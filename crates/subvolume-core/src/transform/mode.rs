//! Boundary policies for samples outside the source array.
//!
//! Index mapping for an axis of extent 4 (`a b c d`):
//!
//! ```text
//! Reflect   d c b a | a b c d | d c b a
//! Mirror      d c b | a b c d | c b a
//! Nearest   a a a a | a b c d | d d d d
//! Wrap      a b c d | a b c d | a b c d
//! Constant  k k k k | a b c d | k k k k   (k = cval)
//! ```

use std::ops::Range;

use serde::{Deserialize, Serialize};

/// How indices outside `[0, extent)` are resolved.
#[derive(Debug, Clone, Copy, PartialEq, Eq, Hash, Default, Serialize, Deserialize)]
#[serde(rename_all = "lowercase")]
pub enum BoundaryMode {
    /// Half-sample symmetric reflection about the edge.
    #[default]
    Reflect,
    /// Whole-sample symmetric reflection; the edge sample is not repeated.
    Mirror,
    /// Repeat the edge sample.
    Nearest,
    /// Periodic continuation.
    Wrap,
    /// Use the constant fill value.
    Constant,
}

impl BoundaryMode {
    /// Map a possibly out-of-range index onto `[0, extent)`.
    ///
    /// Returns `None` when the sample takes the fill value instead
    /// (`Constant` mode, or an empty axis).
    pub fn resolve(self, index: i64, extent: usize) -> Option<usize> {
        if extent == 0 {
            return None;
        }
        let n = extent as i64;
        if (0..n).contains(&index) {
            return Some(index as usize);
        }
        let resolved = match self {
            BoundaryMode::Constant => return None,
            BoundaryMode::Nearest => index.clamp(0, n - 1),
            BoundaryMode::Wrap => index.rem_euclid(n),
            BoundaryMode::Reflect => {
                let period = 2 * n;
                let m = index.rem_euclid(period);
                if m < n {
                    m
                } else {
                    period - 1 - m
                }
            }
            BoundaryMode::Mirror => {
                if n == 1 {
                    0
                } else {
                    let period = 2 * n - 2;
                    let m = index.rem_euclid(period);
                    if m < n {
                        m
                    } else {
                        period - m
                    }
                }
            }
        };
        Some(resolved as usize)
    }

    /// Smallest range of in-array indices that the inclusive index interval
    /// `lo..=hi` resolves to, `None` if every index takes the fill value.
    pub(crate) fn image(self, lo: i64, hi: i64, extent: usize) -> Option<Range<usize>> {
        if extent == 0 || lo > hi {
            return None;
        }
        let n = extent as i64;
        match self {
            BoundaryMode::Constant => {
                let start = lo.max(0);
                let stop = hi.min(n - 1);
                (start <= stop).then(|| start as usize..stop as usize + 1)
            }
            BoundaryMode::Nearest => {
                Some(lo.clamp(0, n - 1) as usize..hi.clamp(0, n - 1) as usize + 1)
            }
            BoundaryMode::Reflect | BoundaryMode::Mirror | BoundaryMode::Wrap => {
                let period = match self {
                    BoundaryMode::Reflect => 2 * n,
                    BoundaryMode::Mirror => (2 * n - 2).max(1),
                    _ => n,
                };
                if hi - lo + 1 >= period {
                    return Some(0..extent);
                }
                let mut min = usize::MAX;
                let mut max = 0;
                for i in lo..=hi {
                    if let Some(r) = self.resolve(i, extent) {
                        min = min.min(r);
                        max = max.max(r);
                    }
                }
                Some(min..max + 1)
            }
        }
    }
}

━━━

#### Task description:
From the entries above, list each line with "Some" in it.

#### Expected output:
            return Some(index as usize);
        Some(resolved as usize)
                Some(lo.clamp(0, n - 1) as usize..hi.clamp(0, n - 1) as usize + 1)
                    return Some(0..extent);
                    if let Some(r) = self.resolve(i, extent) {
                Some(min..max + 1)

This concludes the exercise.